**** Dataset records

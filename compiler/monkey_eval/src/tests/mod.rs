//! End-to-end evaluator tests: source text in, inspected value out.
//!
//! - `expression_tests`: literals, operators, conditionals
//! - `control_tests`: `let`, `return`, closures, recursion limits
//! - `collection_tests`: arrays, hashes, builtins
//! - `error_tests`: runtime error messages and propagation

#![allow(clippy::unwrap_used, clippy::expect_used)]

mod control_tests;
mod error_tests;
mod expression_tests;

use crate::{buffer_handler, eval, new_environment, EvalError, InterpreterBuilder, Value};
use monkey_ir::{Program, StringInterner};

pub(crate) fn parse_program(source: &str, interner: &StringInterner) -> Program {
    let tokens = monkey_lexer::tokenize(source, interner);
    let output = monkey_parse::parse(&tokens, interner);
    assert!(
        !output.has_errors(),
        "unexpected parse errors for {source:?}: {:?}",
        output.error_messages()
    );
    output.program
}

/// Evaluate `source` in a fresh environment.
pub(crate) fn run(source: &str) -> Result<Value, EvalError> {
    let interner = StringInterner::new();
    let program = parse_program(source, &interner);
    eval(&program, &new_environment(), &interner)
}

/// What the REPL would print: the value's rendering or `ERROR: ...`.
pub(crate) fn inspect(source: &str) -> String {
    let interner = StringInterner::new();
    let program = parse_program(source, &interner);
    match eval(&program, &new_environment(), &interner) {
        Ok(value) => value.inspect(&interner),
        Err(error) => error.inspect(),
    }
}

/// Evaluate `source` and return the captured `puts` output with the result.
pub(crate) fn run_captured(source: &str) -> (Result<Value, EvalError>, String) {
    let interner = StringInterner::new();
    let program = parse_program(source, &interner);
    let output = buffer_handler();
    let result = InterpreterBuilder::new(&interner, program.arena.clone())
        .print_handler(output.clone())
        .build()
        .eval_program(&program);
    (result, output.output())
}

pub(crate) fn error_message(source: &str) -> String {
    match run(source) {
        Ok(value) => panic!("expected an error from {source:?}, got {value:?}"),
        Err(error) => error.to_string(),
    }
}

********

* **Task to carry out**
The lines to set down, exactly and with both ends included, run from the one containing "an error from" to the last line of the data above.

* **Reply to the task**
        Ok(value) => panic!("expected an error from {source:?}, got {value:?}"),
        Err(error) => error.to_string(),
    }
}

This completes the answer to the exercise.